One other point is made, and that is that as the act of incorporation provided that bonds for certain purposes might issue, viz., for building jails, erecting wharfs, building free bridge, aiding the improvement of the navigation between the city of Jefferson and Shreve-port, Louisiana, or in the construction of railroads to or from Jefferson, as matter of law, for all other expenditures, certificates of indebtedness, not in the shape of commercial paper, could alone issue.

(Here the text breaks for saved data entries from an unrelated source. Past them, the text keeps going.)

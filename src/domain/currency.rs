// 通貨モジュール
//
// 通貨コードと為替レートスナップショットを提供する。

use std::collections::HashMap;

use thiserror::Error;

use super::rounding::{RoundingError, round_up_two_decimals};

/// 通貨コード
#[derive(Debug, Clone, Copy, PartialEq, Eq)]
pub enum CurrencyCode {
    Usd,
    Eur,
    Jpy,
    Gbp,
    Aud,
}

impl CurrencyCode {
    /// ISO 4217形式の文字列を返す
    pub fn as_str(&self) -> &'static str {
        match self {
            CurrencyCode::Usd => "USD",
            CurrencyCode::Eur => "EUR",
            CurrencyCode::Jpy => "JPY",
            CurrencyCode::Gbp => "GBP",
            CurrencyCode::Aud => "AUD",
        }
    }

    /// 文字列から通貨コードを解釈する
    pub fn parse(value: &str) -> Option<Self> {
        match value {
            "USD" => Some(CurrencyCode::Usd),
            "EUR" => Some(CurrencyCode::Eur),
            "JPY" => Some(CurrencyCode::Jpy),
            "GBP" => Some(CurrencyCode::Gbp),
            "AUD" => Some(CurrencyCode::Aud),
            _ => None,
        }
    }

    /// 基軸通貨として有効かを検証する
    ///
    /// 現状のプランではUSD以外を基軸通貨に指定できない。
    pub fn is_valid_base(&self) -> bool {
        matches!(self, CurrencyCode::Usd)
    }
}

impl std::fmt::Display for CurrencyCode {
    fn fmt(&self, f: &mut std::fmt::Formatter<'_>) -> std::fmt::Result {
        f.write_str(self.as_str())
    }
}

/// 通貨変換のエラー型
#[derive(Debug, Error, PartialEq)]
pub enum CurrencyError {
    /// スナップショットに対象通貨のレートが存在しない
    #[error("為替レートが見つかりません: {0}")]
    RateNotFound(String),
    /// 変換後の丸め処理で発生したエラー
    #[error(transparent)]
    Rounding(#[from] RoundingError),
}

/// 為替レートスナップショット
///
/// 通貨コードから「1USDあたりのその通貨の値」へのマッピング。
/// レポート実行ごとに1回のAPIコールで取得する。
#[derive(Debug, Clone, PartialEq)]
pub struct ExchangeRateSnapshot {
    rates: HashMap<String, f64>,
}

impl ExchangeRateSnapshot {
    pub fn new(rates: HashMap<String, f64>) -> Self {
        Self { rates }
    }

    /// JPYレートを取得する
    pub fn jpy_rate(&self) -> Result<f64, CurrencyError> {
        self.rates
            .get(CurrencyCode::Jpy.as_str())
            .copied()
            .ok_or_else(|| CurrencyError::RateNotFound(CurrencyCode::Jpy.as_str().to_string()))
    }
}

/// USDの金額にレートを適用し、小数点以下2桁で切り上げてJPYの金額へ変換する
///
/// 負の金額は丸め処理で拒否される（上流の不変条件だが、ここでも強制する）。
pub fn convert_to_jpy(figure_usd: f64, rate: f64) -> Result<f64, CurrencyError> {
    Ok(round_up_two_decimals(figure_usd * rate)?)
}

#[cfg(test)]
mod tests {
    use super::*;

    // ==================== CurrencyCode テスト ====================

    #[test]
    fn test_usd_is_valid_base() {
        assert!(CurrencyCode::Usd.is_valid_base());
    }

    #[test]
    fn test_other_currencies_are_invalid_base() {
        assert!(!CurrencyCode::Eur.is_valid_base());
        assert!(!CurrencyCode::Jpy.is_valid_base());
        assert!(!CurrencyCode::Gbp.is_valid_base());
        assert!(!CurrencyCode::Aud.is_valid_base());
    }

    #[test]
    fn test_parse_known_codes() {
        assert_eq!(CurrencyCode::parse("USD"), Some(CurrencyCode::Usd));
        assert_eq!(CurrencyCode::parse("JPY"), Some(CurrencyCode::Jpy));
    }

    #[test]
    fn test_parse_unknown_code() {
        assert_eq!(CurrencyCode::parse("XXX"), None);
        assert_eq!(CurrencyCode::parse(""), None);
    }

    // ==================== ExchangeRateSnapshot テスト ====================

    #[test]
    fn test_jpy_rate_found() {
        let snapshot =
            ExchangeRateSnapshot::new(HashMap::from([("JPY".to_string(), 157.35784932)]));
        assert_eq!(snapshot.jpy_rate(), Ok(157.35784932));
    }

    #[test]
    fn test_jpy_rate_missing() {
        let snapshot = ExchangeRateSnapshot::new(HashMap::new());
        assert_eq!(
            snapshot.jpy_rate(),
            Err(CurrencyError::RateNotFound("JPY".to_string()))
        );
    }

    // ==================== convert_to_jpy テスト ====================

    #[test]
    fn test_convert_rounds_up() {
        let rate = 157.35784932;
        let converted = convert_to_jpy(0.7277853673, rate).unwrap();
        assert_eq!(
            converted,
            round_up_two_decimals(0.7277853673 * rate).unwrap()
        );
    }

    #[test]
    fn test_convert_negative_figure_is_error() {
        let result = convert_to_jpy(-1.0, 150.0);
        assert!(matches!(result, Err(CurrencyError::Rounding(_))));
    }
}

Section 10 of the act of incorporation confers the general powers, and confers all the powers, as I think, to purchase the engine, and to make the ordinance under which it was purchased, and which authorized the issuance and makes binding these bonds. It is section 12 that grants authority to issue bonds for the purposes mentioned in that section. Some of the purposes, it must be admitted, do not pertain to the exercise of the ordinary or legitimate business of city government; and such authority was necessary; and the doctrine of exclusio unis, etc., does not obtain, in my judgment, to the extent of destroying the power to purchase the engine under the ordinance passed in pursuance of the extended authority to pass any law or ordinance that the city should deem advisable not in conflict with the laws of the United States or of this state. There can be no doubt of one thing—that the merits of this case are with the plaintiff. The city has had and retains value received. The defense has pleaded the statute of limitations to such of the coupons as were past due four years before the institution of this suit, and to this extent the defense is sustained. And it seems to me that there is another view of this case that must be fatal to the defense. It is this: the defendant has and still holds for its use the engine purchased with these identical bonds, makes no complaint with reference to its not being all that could be desired, and I think must be held estopped from denying plaintiff's right to recover.

Judgment for plaintiff for the amount due upon the bonds sued upon, and upon such of the interest coupons as were not barred at the date of filing this suit, together with costs of suit.